• _PROMPT_: Beneath this line is the data. Output exactly the lines from the line with "pub const fn kind(&self)" to the line with "pub const fn is_transient(&self)", both ends included, and nothing more.

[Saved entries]

◆ ◆ ◆ ◆ ◆ ◆ ◆

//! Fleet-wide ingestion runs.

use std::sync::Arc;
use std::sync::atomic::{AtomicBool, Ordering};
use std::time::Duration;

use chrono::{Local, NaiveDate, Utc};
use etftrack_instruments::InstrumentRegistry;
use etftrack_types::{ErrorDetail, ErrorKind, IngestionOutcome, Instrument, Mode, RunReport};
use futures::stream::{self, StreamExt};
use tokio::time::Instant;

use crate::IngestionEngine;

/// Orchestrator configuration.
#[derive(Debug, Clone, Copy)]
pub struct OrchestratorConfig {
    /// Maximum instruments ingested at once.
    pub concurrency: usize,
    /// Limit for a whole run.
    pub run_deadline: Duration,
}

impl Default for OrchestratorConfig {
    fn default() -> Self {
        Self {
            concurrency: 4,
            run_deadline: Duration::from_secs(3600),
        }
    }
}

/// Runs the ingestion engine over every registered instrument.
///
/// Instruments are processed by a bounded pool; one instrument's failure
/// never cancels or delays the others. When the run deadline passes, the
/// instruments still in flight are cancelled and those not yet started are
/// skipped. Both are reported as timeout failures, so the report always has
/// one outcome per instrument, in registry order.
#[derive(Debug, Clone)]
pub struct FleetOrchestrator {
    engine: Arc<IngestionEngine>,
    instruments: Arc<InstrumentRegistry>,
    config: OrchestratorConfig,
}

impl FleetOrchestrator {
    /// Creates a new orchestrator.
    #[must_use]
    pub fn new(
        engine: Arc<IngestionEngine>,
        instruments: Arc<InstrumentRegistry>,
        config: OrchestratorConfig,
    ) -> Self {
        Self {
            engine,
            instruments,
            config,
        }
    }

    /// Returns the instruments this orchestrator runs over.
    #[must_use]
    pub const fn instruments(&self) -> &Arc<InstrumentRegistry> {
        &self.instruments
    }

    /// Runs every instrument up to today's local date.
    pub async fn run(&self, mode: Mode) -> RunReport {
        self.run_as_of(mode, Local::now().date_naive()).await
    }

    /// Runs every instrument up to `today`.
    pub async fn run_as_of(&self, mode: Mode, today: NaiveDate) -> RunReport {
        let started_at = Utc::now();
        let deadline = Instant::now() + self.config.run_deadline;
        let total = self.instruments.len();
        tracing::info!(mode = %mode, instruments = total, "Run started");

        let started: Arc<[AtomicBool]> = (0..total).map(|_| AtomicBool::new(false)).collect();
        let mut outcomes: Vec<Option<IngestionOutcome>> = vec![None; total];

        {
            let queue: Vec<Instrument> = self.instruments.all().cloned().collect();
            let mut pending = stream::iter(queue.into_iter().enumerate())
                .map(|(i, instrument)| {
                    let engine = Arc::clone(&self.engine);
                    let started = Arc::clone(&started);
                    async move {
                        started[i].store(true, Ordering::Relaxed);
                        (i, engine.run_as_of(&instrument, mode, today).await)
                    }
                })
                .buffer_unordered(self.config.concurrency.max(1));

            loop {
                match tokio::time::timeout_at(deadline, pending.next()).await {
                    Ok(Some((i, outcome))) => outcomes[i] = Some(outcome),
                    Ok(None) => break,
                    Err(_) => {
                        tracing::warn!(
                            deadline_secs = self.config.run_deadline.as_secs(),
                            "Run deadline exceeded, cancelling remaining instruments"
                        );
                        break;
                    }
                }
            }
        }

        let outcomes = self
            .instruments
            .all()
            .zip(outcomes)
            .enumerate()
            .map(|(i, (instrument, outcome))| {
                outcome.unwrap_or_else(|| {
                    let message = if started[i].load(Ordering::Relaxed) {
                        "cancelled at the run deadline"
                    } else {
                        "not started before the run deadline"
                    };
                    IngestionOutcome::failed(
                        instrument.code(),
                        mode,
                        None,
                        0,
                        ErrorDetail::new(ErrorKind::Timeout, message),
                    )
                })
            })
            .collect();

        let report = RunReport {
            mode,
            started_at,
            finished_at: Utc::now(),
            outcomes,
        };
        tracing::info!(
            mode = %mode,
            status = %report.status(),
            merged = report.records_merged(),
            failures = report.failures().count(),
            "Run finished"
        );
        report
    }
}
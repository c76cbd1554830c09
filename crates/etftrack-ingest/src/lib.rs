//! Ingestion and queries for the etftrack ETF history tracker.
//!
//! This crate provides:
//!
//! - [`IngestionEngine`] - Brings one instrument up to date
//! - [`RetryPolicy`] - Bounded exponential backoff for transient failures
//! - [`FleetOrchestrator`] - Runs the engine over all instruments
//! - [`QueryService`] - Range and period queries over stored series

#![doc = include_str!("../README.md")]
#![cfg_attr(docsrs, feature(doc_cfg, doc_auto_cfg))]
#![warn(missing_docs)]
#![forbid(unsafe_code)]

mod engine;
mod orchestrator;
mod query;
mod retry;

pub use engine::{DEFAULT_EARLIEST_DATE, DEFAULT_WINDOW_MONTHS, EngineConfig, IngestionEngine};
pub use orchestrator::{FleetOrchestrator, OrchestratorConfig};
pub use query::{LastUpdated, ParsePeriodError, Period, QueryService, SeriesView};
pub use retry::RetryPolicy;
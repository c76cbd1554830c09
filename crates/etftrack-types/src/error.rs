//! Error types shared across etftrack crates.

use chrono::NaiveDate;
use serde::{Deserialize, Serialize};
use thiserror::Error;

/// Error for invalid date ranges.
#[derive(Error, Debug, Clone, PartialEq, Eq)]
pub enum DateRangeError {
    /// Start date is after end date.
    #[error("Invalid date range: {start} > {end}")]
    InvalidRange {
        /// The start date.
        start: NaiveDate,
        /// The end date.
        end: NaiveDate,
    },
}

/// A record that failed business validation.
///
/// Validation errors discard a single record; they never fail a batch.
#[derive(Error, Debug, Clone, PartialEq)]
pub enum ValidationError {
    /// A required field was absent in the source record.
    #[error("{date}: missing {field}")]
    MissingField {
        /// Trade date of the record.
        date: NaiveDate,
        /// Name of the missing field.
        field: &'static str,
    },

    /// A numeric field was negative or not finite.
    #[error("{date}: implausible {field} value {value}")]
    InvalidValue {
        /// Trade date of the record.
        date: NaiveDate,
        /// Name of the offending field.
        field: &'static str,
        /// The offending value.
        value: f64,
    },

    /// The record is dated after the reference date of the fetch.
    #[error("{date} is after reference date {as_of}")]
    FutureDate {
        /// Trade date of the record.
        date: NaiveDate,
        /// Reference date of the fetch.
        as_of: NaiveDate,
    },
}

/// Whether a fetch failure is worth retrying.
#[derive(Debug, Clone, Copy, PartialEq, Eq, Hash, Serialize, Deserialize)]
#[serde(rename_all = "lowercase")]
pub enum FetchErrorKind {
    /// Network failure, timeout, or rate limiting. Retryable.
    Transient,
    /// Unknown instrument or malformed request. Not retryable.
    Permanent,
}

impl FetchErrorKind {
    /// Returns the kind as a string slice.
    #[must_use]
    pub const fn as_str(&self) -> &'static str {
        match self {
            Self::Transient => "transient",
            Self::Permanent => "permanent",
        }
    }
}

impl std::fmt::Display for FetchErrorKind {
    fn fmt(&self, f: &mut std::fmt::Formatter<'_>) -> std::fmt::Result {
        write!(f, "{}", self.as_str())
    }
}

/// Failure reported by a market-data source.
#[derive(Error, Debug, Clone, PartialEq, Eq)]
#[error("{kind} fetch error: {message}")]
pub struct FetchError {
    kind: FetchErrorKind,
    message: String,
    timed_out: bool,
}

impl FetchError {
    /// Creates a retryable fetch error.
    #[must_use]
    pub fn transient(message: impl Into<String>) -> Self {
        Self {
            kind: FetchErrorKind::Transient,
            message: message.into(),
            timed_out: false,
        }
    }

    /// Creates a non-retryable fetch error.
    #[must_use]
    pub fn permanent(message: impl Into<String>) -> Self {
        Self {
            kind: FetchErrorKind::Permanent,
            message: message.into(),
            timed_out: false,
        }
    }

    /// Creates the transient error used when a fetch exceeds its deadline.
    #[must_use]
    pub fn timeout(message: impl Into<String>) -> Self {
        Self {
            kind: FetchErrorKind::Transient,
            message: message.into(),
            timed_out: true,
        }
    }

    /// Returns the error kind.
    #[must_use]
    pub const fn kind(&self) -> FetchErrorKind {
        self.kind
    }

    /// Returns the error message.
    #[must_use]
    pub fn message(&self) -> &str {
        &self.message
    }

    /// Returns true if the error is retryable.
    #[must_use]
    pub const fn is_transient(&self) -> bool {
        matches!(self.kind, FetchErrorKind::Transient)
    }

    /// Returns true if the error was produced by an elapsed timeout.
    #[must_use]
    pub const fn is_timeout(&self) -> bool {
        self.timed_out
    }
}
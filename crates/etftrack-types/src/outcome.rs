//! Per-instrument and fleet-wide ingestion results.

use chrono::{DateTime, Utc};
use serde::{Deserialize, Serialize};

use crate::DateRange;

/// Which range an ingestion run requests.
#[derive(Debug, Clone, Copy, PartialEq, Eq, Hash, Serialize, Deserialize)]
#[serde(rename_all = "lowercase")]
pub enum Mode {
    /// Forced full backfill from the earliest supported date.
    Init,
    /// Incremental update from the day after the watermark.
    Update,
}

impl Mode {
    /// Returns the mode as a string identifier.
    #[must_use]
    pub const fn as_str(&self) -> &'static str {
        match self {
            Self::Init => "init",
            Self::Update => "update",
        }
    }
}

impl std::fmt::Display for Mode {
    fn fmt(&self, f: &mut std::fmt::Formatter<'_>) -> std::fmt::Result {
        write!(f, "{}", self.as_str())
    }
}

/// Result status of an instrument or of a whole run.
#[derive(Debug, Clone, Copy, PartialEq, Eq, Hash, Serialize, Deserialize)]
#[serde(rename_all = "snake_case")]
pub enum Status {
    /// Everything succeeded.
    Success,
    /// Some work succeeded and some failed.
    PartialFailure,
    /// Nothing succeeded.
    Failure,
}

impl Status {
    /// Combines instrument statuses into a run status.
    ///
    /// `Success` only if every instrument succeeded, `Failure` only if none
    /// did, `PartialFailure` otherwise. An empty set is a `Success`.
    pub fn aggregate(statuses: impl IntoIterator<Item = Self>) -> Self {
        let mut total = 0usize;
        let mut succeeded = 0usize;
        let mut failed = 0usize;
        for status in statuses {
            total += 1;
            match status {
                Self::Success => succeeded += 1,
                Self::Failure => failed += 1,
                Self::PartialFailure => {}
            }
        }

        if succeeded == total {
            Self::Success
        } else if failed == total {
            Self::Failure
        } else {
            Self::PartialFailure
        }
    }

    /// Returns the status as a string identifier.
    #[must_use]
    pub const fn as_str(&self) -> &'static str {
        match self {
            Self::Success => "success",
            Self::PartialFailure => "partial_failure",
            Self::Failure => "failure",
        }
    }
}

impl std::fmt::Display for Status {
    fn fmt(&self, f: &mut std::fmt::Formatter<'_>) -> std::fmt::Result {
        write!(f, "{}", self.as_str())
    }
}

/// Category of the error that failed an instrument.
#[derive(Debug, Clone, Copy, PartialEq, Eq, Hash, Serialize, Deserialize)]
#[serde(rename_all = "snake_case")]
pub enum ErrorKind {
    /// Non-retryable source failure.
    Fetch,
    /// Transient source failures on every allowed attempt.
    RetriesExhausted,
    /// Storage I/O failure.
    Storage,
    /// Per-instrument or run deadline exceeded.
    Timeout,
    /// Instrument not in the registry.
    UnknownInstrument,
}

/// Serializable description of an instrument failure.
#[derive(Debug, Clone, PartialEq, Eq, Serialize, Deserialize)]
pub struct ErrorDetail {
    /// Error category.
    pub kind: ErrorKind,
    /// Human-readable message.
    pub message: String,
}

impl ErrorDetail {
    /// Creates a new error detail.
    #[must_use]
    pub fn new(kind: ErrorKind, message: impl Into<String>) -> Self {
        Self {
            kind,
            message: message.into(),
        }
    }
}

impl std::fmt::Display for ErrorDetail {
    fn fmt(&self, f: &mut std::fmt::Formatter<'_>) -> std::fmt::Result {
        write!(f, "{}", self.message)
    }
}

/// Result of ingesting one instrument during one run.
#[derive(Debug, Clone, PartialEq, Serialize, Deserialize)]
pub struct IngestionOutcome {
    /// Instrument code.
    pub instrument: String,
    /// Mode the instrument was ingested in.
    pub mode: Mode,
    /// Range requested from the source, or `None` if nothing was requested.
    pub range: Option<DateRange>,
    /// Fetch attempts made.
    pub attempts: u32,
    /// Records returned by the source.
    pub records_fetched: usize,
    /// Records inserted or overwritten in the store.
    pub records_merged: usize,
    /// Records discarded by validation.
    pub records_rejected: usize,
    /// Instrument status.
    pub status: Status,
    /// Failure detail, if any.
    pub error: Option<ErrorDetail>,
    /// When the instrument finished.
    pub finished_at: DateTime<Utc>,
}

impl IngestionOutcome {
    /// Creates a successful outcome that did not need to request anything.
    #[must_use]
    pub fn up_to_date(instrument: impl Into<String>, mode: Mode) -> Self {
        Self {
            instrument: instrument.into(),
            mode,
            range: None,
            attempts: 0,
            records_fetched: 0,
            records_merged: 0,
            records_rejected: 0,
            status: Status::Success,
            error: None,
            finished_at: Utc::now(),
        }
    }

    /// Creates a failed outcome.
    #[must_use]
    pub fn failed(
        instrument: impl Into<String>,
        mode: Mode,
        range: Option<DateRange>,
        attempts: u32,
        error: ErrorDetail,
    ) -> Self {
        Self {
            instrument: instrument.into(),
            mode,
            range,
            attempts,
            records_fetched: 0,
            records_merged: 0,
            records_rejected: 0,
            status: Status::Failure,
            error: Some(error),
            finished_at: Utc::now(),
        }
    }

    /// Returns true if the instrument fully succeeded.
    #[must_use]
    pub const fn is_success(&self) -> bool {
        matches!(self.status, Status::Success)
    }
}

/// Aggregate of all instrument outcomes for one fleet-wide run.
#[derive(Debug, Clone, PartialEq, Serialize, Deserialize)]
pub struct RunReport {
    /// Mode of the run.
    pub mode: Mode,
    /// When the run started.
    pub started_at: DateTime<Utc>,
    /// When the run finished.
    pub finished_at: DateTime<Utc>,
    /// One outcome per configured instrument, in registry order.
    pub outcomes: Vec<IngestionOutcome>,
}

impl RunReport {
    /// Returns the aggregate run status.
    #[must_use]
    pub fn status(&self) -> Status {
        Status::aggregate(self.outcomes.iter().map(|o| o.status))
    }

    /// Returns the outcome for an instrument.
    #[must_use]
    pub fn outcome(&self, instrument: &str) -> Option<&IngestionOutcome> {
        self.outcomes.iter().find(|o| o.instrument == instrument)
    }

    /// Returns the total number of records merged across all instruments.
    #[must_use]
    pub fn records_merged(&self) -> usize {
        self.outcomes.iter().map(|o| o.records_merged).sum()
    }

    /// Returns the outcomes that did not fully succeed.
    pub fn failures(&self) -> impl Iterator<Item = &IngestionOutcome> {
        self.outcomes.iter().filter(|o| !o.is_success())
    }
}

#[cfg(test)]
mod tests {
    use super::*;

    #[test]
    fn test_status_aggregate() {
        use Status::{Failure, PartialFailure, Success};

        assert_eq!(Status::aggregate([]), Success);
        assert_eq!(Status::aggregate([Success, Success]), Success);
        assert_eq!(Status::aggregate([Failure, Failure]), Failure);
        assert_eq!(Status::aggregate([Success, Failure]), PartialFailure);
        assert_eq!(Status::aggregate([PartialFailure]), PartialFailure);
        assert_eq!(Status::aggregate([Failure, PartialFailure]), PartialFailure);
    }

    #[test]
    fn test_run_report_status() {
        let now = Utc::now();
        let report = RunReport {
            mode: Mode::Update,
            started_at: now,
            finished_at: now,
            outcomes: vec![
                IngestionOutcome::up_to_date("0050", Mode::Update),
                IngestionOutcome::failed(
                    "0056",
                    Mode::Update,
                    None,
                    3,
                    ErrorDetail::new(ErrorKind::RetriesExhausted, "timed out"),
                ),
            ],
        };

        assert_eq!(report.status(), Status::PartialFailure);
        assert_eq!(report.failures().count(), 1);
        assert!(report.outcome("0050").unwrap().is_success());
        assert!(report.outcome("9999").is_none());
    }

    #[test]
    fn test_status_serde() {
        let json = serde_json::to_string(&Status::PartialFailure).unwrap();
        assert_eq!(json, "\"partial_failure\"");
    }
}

◆ ◆ ◆ ◆ ◆ ◆ ◆

• _RESULT_:
    pub const fn kind(&self) -> FetchErrorKind {
        self.kind
    }

    /// Returns the error message.
    #[must_use]
    pub fn message(&self) -> &str {
        &self.message
    }

    /// Returns true if the error is retryable.
    #[must_use]
    pub const fn is_transient(&self) -> bool {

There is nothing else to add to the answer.